Woman says she wants to file suit against Harmony Hill
A woman who says her teenage son's arm was broken by staff at Harmony Hill School told NBC 10 on Tuesday she has contacted a lawyer and wants to file a civil lawsuit against the school.
Harmony Hill provides specialized programming and services to those with social, emotional, behavioral and learning needs.
Annabelle Alexander told NBC 10 on Thursday that staff at the school broke the arm of her 13-year-old son while restraining him on June 1. The boy was placed at the school after he repeatedly ran away from group homes.
A former Harmony Hill worker, who declined to identify himself, says violence by staff is typical.
"It's a constant pattern that's been happening for a number of years," the former employee told NBC 10 on Monday.
The former employee contacted NBC 10 after our report. The school apparently also reached out to Alexander after NBC 10's report, sending a staff member to her Providence apartment.

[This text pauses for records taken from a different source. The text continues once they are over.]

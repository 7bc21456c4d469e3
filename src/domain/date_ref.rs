//! Date references accepted by the entry form's date field

use crate::error::{DiaryError, Result};
use chrono::{DateTime, Datelike, Duration, NaiveDate, Utc, Weekday};

/// A date as typed by the user, resolved against a base date
#[derive(Debug, Clone, Copy, PartialEq, Eq)]
pub enum DateReference {
    Today,
    Yesterday,
    Tomorrow,
    /// Most recent occurrence of a weekday, today included
    Weekday(Weekday),
    /// Occurrence of a weekday strictly before the base date
    LastWeekday(Weekday),
    /// Occurrence of a weekday strictly after the base date
    NextWeekday(Weekday),
    /// Calendar date given as YYYY-MM-DD
    Exact(NaiveDate),
}

impl DateReference {
    pub fn parse(input: &str) -> Result<Self> {
        let normalized = input.trim().to_lowercase();
        let invalid = || DiaryError::InvalidDateReference(input.to_string());

        match normalized.as_str() {
            "today" | "now" => return Ok(DateReference::Today),
            "yesterday" => return Ok(DateReference::Yesterday),
            "tomorrow" => return Ok(DateReference::Tomorrow),
            _ => {}
        }

        if let Some(day) = normalized.strip_prefix("last ") {
            return weekday_from_name(day.trim())
                .map(DateReference::LastWeekday)
                .ok_or_else(invalid);
        }
        if let Some(day) = normalized.strip_prefix("next ") {
            return weekday_from_name(day.trim())
                .map(DateReference::NextWeekday)
                .ok_or_else(invalid);
        }
        if let Some(weekday) = weekday_from_name(&normalized) {
            return Ok(DateReference::Weekday(weekday));
        }

        NaiveDate::parse_from_str(&normalized, "%Y-%m-%d")
            .map(DateReference::Exact)
            .map_err(|_| invalid())
    }

    pub fn resolve(&self, base: NaiveDate) -> NaiveDate {
        match *self {
            DateReference::Today => base,
            DateReference::Yesterday => base - Duration::days(1),
            DateReference::Tomorrow => base + Duration::days(1),
            DateReference::Weekday(target) => base - Duration::days(days_back(base, target)),
            DateReference::LastWeekday(target) => {
                let back = match days_back(base, target) {
                    0 => 7,
                    n => n,
                };
                base - Duration::days(back)
            }
            DateReference::NextWeekday(target) => {
                let forward = match (7 - days_back(base, target)) % 7 {
                    0 => 7,
                    n => n,
                };
                base + Duration::days(forward)
            }
            DateReference::Exact(date) => date,
        }
    }

    /// Resolve to the timestamp stored on an entry (midnight UTC of the resolved day)
    pub fn resolve_timestamp(&self, base: NaiveDate) -> DateTime<Utc> {
        start_of_day(self.resolve(base))
    }
}

/// Midnight UTC of a calendar date
pub fn start_of_day(date: NaiveDate) -> DateTime<Utc> {
    date.and_time(chrono::NaiveTime::MIN).and_utc()
}

/// Days from the most recent `target` (today included) up to `base`
fn days_back(base: NaiveDate, target: Weekday) -> i64 {
    let from = base.weekday().num_days_from_monday() as i64;
    let to = target.num_days_from_monday() as i64;
    (from - to).rem_euclid(7)
}

fn weekday_from_name(name: &str) -> Option<Weekday> {
    match name {
        "monday" | "mon" => Some(Weekday::Mon),
        "tuesday" | "tue" => Some(Weekday::Tue),
        "wednesday" | "wed" => Some(Weekday::Wed),
        "thursday" | "thu" => Some(Weekday::Thu),
        "friday" | "fri" => Some(Weekday::Fri),
        "saturday" | "sat" => Some(Weekday::Sat),
        "sunday" | "sun" => Some(Weekday::Sun),
        _ => None,
    }
}
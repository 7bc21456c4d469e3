#![allow(dead_code)]

use assert_cmd::Command;
use std::path::Path;

pub fn diary_cmd() -> Command {
    let mut cmd = Command::cargo_bin("diary").unwrap();
    cmd.env_remove("DIARY_ROOT");
    cmd.env_remove("DIARY_LOG_LEVEL");
    cmd
}

/// Run `diary add` in `dir` and return the id it printed
pub fn add_entry(dir: &Path, title: &str, contents: &str, date: &str) -> String {
    let output = diary_cmd()
        .current_dir(dir)
        .args(["add", "--title", title, "--contents", contents, "--date", date])
        .output()
        .unwrap();
    assert!(output.status.success(), "add failed: {:?}", output);

    let stdout = String::from_utf8(output.stdout).unwrap();
    let start = stdout.rfind('[').unwrap() + 1;
    let end = stdout.rfind(']').unwrap();
    stdout[start..end].to_string()
}
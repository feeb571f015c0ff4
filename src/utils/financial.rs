use crate::{
    data::dividend::DividendRecord,
    utils::{datetime::SECS_PER_DAY, stats},
};

pub const DAYS_PER_MONTH: i64 = 30;
pub const DAYS_PER_WEEK: i64 = 7;

/// How far back a trailing return looks from the last point of a series.
#[derive(Clone, Copy, Debug, PartialEq, Eq)]
pub enum ReturnHorizon {
    Week,
    Months(u32),
}

impl ReturnHorizon {
    pub fn secs(&self) -> i64 {
        match self {
            ReturnHorizon::Week => DAYS_PER_WEEK * SECS_PER_DAY,
            ReturnHorizon::Months(months) => *months as i64 * DAYS_PER_MONTH * SECS_PER_DAY,
        }
    }
}

/// Percentage change from the close nearest to `last timestamp - horizon` up to the last close.
///
/// Month horizons scan forward and keep the earliest of equally near points; the week horizon
/// scans backward and keeps the latest. `None` when there are fewer than two points, the arrays
/// differ in length, or either price is not positive.
pub fn calc_return(closes: &[f64], timestamps: &[i64], horizon: ReturnHorizon) -> Option<f64> {
    if closes.len() < 2 || closes.len() != timestamps.len() {
        return None;
    }

    let current_price = *closes.last()?;
    let current_time = *timestamps.last()?;
    let target_time = current_time.saturating_sub(horizon.secs());

    let past_index = match horizon {
        ReturnHorizon::Week => nearest_index_backward(timestamps, target_time),
        ReturnHorizon::Months(_) => nearest_index_forward(timestamps, target_time),
    };
    let past_price = closes[past_index];

    if is_positive(past_price) && is_positive(current_price) {
        Some((current_price - past_price) / past_price * 100.0)
    } else {
        None
    }
}

/// Mean per-payment amount. `payments_per_year` is only used by callers that annualize.
pub fn calc_average_dividend(dividends: &[DividendRecord], _payments_per_year: u32) -> Option<f64> {
    let amounts: Vec<f64> = dividends.iter().map(|d| d.dividend).collect();
    stats::mean(&amounts)
}

pub fn calc_annual_dividend(
    average_dividend: Option<f64>,
    payments_per_year: Option<u32>,
) -> Option<f64> {
    match (average_dividend, payments_per_year) {
        (Some(average), Some(payments)) => Some(average * payments as f64),
        _ => None,
    }
}

/// Annual dividend as a percentage of price, or `fallback` when either input is unavailable.
pub fn calc_forward_yield(
    annual_dividend: Option<f64>,
    current_price: Option<f64>,
    fallback: Option<f64>,
) -> Option<f64> {
    match (annual_dividend, current_price) {
        (Some(annual), Some(price)) if is_positive(price) => Some(annual / price * 100.0),
        _ => fallback,
    }
}

fn is_positive(value: f64) -> bool {
    value > 0.0
}

fn nearest_index_forward(timestamps: &[i64], target: i64) -> usize {
    let mut closest_index = 0;
    let mut closest_diff = timestamps[0].abs_diff(target);

    for (i, timestamp) in timestamps.iter().enumerate().skip(1) {
        let diff = timestamp.abs_diff(target);
        if diff < closest_diff {
            closest_diff = diff;
            closest_index = i;
        }
    }

    closest_index
}

fn nearest_index_backward(timestamps: &[i64], target: i64) -> usize {
    let mut closest_index = timestamps.len() - 1;
    let mut closest_diff = u64::MAX;

    for (i, timestamp) in timestamps.iter().enumerate().rev() {
        let diff = timestamp.abs_diff(target);
        if diff < closest_diff {
            closest_diff = diff;
            closest_index = i;
        }
    }

    closest_index
}
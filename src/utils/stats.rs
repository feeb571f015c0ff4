pub fn mean(values: &[f64]) -> Option<f64> {
    let sum = values.iter().sum::<f64>();
    let count = values.len();

    if count > 0 {
        Some(sum / count as f64)
    } else {
        None
    }
}

pub fn round_to(value: f64, decimals: u32) -> f64 {
    let factor = 10f64.powi(decimals as i32);
    (value * factor).round() / factor
}
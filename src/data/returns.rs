use serde::{Deserialize, Serialize};

use crate::{
    data::series::PriceSeries,
    utils::{
        financial::{ReturnHorizon, calc_return},
        stats::round_to,
    },
};

#[derive(Clone, Debug, Default, Deserialize, PartialEq, Serialize)]
pub struct TrailingReturns {
    pub one_week: Option<f64>,
    pub one_month: Option<f64>,
    pub three_months: Option<f64>,
    pub six_months: Option<f64>,
    pub twelve_months: Option<f64>,
    pub three_years: Option<f64>,
}

/// Price returns next to the quote they were computed for. Total returns repeat the price
/// returns since no reinvestment data is fetched.
#[derive(Clone, Debug, Deserialize, PartialEq, Serialize)]
#[serde(rename_all = "camelCase")]
pub struct ReturnsReport {
    pub symbol: String,
    pub current_price: Option<f64>,
    pub price_change: Option<f64>,
    pub price_return_1_wk: Option<f64>,
    pub price_return_1_mo: Option<f64>,
    pub price_return_3_mo: Option<f64>,
    pub price_return_6_mo: Option<f64>,
    pub price_return_12_mo: Option<f64>,
    pub price_return_3_yr: Option<f64>,
    pub total_return_1_wk: Option<f64>,
    pub total_return_1_mo: Option<f64>,
    pub total_return_3_mo: Option<f64>,
    pub total_return_6_mo: Option<f64>,
    pub total_return_12_mo: Option<f64>,
    pub total_return_3_yr: Option<f64>,
}

#[derive(Clone, Debug, Default, Deserialize, PartialEq, Serialize)]
#[serde(rename_all = "camelCase")]
pub struct TotalReturns {
    pub symbol: String,
    pub total_return_3_mo: Option<f64>,
    pub total_return_6_mo: Option<f64>,
    pub total_return_12_mo: Option<f64>,
    pub total_return_3_yr: Option<f64>,
}

impl TrailingReturns {
    pub fn from_series(series: &PriceSeries) -> Self {
        let calc = |horizon| calc_return(&series.closes, &series.timestamps, horizon);

        Self {
            one_week: calc(ReturnHorizon::Week),
            one_month: calc(ReturnHorizon::Months(1)),
            three_months: calc(ReturnHorizon::Months(3)),
            six_months: calc(ReturnHorizon::Months(6)),
            twelve_months: calc(ReturnHorizon::Months(12)),
            three_years: calc(ReturnHorizon::Months(36)),
        }
    }
}

impl ReturnsReport {
    pub fn new(
        symbol: &str,
        current_price: Option<f64>,
        price_change: Option<f64>,
        returns: &TrailingReturns,
    ) -> Self {
        Self {
            symbol: symbol.to_string(),
            current_price,
            price_change,
            price_return_1_wk: returns.one_week,
            price_return_1_mo: returns.one_month,
            price_return_3_mo: returns.three_months,
            price_return_6_mo: returns.six_months,
            price_return_12_mo: returns.twelve_months,
            price_return_3_yr: returns.three_years,
            total_return_1_wk: returns.one_week,
            total_return_1_mo: returns.one_month,
            total_return_3_mo: returns.three_months,
            total_return_6_mo: returns.six_months,
            total_return_12_mo: returns.twelve_months,
            total_return_3_yr: returns.three_years,
        }
    }
}

impl TotalReturns {
    pub fn from_series(symbol: &str, series: &PriceSeries) -> Self {
        let returns = TrailingReturns::from_series(series);

        Self {
            symbol: symbol.to_string(),
            total_return_3_mo: returns.three_months,
            total_return_6_mo: returns.six_months,
            total_return_12_mo: returns.twelve_months,
            total_return_3_yr: returns.three_years,
        }
    }

    pub fn rounded(&self, decimals: u32) -> Self {
        let round = |value: Option<f64>| value.map(|v| round_to(v, decimals));

        Self {
            symbol: self.symbol.clone(),
            total_return_3_mo: round(self.total_return_3_mo),
            total_return_6_mo: round(self.total_return_6_mo),
            total_return_12_mo: round(self.total_return_12_mo),
            total_return_3_yr: round(self.total_return_3_yr),
        }
    }
}
use colored::Colorize;
use divfeed::api;
use tabled::settings::{
    Alignment, Color,
    object::{Columns, Object, Rows},
};

use super::{format_percent, format_value};

#[derive(clap::Args)]
pub struct ReturnsCommand {
    #[arg(required = true, help = "ETF symbols, e.g. JEPI QYLD")]
    symbols: Vec<String>,
}

impl ReturnsCommand {
    pub async fn exec(&self) {
        let mut table_data: Vec<Vec<String>> = vec![vec![
            "".to_string(),
            "Price".to_string(),
            "1W".to_string(),
            "1M".to_string(),
            "3M".to_string(),
            "6M".to_string(),
            "12M".to_string(),
            "3Y".to_string(),
        ]];

        for symbol in &self.symbols {
            match api::returns(symbol).await {
                Ok(report) => {
                    table_data.push(vec![
                        report.symbol.to_string(),
                        format_value(report.current_price),
                        format_percent(report.price_return_1_wk),
                        format_percent(report.price_return_1_mo),
                        format_percent(report.price_return_3_mo),
                        format_percent(report.price_return_6_mo),
                        format_percent(report.price_return_12_mo),
                        format_percent(report.price_return_3_yr),
                    ]);
                }
                Err(err) => {
                    println!("[{symbol}][!] {}", err.to_string().red());
                }
            }
        }

        let mut table = tabled::builder::Builder::from_iter(&table_data).build();
        table.modify(Rows::first(), Color::FG_BRIGHT_BLACK);
        table.modify(Columns::first().not(Rows::first()), Color::FG_CYAN);
        table.modify(Columns::new(1..), Alignment::right());
        println!("{table}");
    }
}
use clap::Subcommand;

mod set;
mod show;

#[derive(Subcommand)]
pub enum ConfigCommand {
    #[command(about = "Set and persist one configuration value")]
    Set(Box<set::ConfigSetCommand>),

    #[command(about = "Show current configurations")]
    Show(Box<show::ConfigShowCommand>),
}

impl ConfigCommand {
    pub async fn exec(&self) {
        match self {
            ConfigCommand::Set(cmd) => cmd.exec().await,
            ConfigCommand::Show(cmd) => cmd.exec().await,
        }
    }
}
pub type DfResult<T> = Result<T, DfError>;

#[derive(Debug, thiserror::Error)]
pub enum DfError {
    #[error("[HTTP Request Error] {0}")]
    HttpRequestError(#[from] ::reqwest::Error),

    #[error("[HTTP Status Error] [{request}] {status}")]
    HttpStatusError { status: String, request: String },

    #[error("[Invalid] {message}")]
    Invalid { code: &'static str, message: String },

    #[error("[Parse Config Error] {0}")]
    ParseConfigError(#[from] ::confy::ConfyError),

    #[error("[Parse Enum Error] {0}")]
    ParseEnumError(#[from] ::strum::ParseError),

    #[error("[Parse URL Error] {0}")]
    ParseUrlError(#[from] url::ParseError),

    #[error("[Serde JSON Error] {0}")]
    SerdeJsonError(#[from] ::serde_json::Error),
}

impl DfError {
    pub fn http_status(status: reqwest::StatusCode, request: &str) -> Self {
        Self::HttpStatusError {
            status: status.to_string(),
            request: request.to_string(),
        }
    }
}
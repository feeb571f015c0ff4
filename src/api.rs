use std::{collections::HashMap, time::Duration};

use tokio::sync::OnceCell;

use crate::{
    CONFIG,
    config::DfConfig,
    data::{
        dividend::DividendHistory,
        quote::Quote,
        returns::{ReturnsReport, TotalReturns},
        series::{ComparisonCharts, EtfChart},
    },
    error::DfResult,
    financial::MarketData,
    utils::financial::calc_average_dividend,
};

static MARKET: OnceCell<MarketData> = OnceCell::const_new();

async fn market() -> DfResult<&'static MarketData> {
    MARKET
        .get_or_try_init(|| async {
            let config = CONFIG.read().await;
            MarketData::from_config(&config)
        })
        .await
}

fn normalize_symbol(symbol: &str) -> String {
    symbol.trim().to_uppercase()
}

fn normalize_symbols(symbols: &[String]) -> Vec<String> {
    symbols
        .iter()
        .map(|s| normalize_symbol(s))
        .filter(|s| !s.is_empty())
        .collect()
}

pub async fn quote(symbol: &str) -> DfResult<Quote> {
    market().await?.fetch_quote(&normalize_symbol(symbol)).await
}

pub async fn batch_quotes(symbols: &[String]) -> DfResult<HashMap<String, Quote>> {
    Ok(market()
        .await?
        .fetch_batch_quotes(&normalize_symbols(symbols))
        .await)
}

pub async fn comparison_charts(symbols: &[String], timeframe: &str) -> DfResult<ComparisonCharts> {
    Ok(market()
        .await?
        .fetch_comparison_charts(&normalize_symbols(symbols), &timeframe.trim().to_uppercase())
        .await)
}

pub async fn etf_chart(symbol: &str, timeframe: &str) -> DfResult<EtfChart> {
    Ok(market()
        .await?
        .fetch_etf_chart(&normalize_symbol(symbol), &timeframe.trim().to_uppercase())
        .await)
}

pub async fn dividend_history(symbol: &str) -> DfResult<DividendHistory> {
    Ok(market()
        .await?
        .fetch_dividend_history(&normalize_symbol(symbol))
        .await)
}

pub async fn average_dividend(symbol: &str, payments_per_year: u32) -> DfResult<Option<f64>> {
    let history = dividend_history(symbol).await?;
    Ok(calc_average_dividend(&history.dividends, payments_per_year))
}

pub async fn returns(symbol: &str) -> DfResult<ReturnsReport> {
    market().await?.fetch_returns(&normalize_symbol(symbol)).await
}

pub async fn total_returns(symbol: &str) -> DfResult<TotalReturns> {
    Ok(market()
        .await?
        .fetch_total_returns(&normalize_symbol(symbol))
        .await)
}

pub async fn refresh_total_returns(
    symbols: &[String],
    batch_size: usize,
    pause: Duration,
) -> DfResult<HashMap<String, TotalReturns>> {
    Ok(market()
        .await?
        .refresh_total_returns(&normalize_symbols(symbols), batch_size, pause)
        .await)
}

pub async fn get_config() -> DfResult<DfConfig> {
    Ok(CONFIG.read().await.clone())
}

/// Persists one config field. The market data client keeps the settings it was built with until
/// the next start.
pub async fn set_config(key: &str, value: &str) -> DfResult<()> {
    let mut config = CONFIG.write().await;

    let mut updated = config.clone();
    updated.set(key, value)?;
    updated.store()?;
    *config = updated;

    Ok(())
}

Since NBC 10's report, the school mailed a report of her son's broken arm incident to Alexander. She said the school never contacted her after her boy's arm was broken.
"They should contact me in the event anything happens. Let me tell you, they did contact me when he got in a fight at school. But when he got his arm broken they didn't contact me," Alexander said.
Alexander said she met with representatives from the Rhode Island Department of Children, Youth and Families on June 3. She said they told her abuse allegations were unfounded indicating that an investigation had been completed.
When told that DCYF said it has had an ongoing investigation since June 1, Alexander said, "That's a doggone lie."
She told NBC 10 that she wants her son removed from the school.
"I want him out of there now. I still feel he is unsafe. Why hasn't DCYF removed him? That's felony assault," Alexander said.
She said former students at the school have told her about conditions at the school, and she's horrified.
"They have beaten them down to the ground even if they are on medication. Even on medication, they still beat them up," Alexander said.
Harmony Hill School President and CEO Eric James said in a statement to NBC 10, "We are aware of the allegation, which we take very seriously, and are cooperating fully with the investigation. We are also conducting our own internal review, which is on-going. We will have more comment when that process is complete."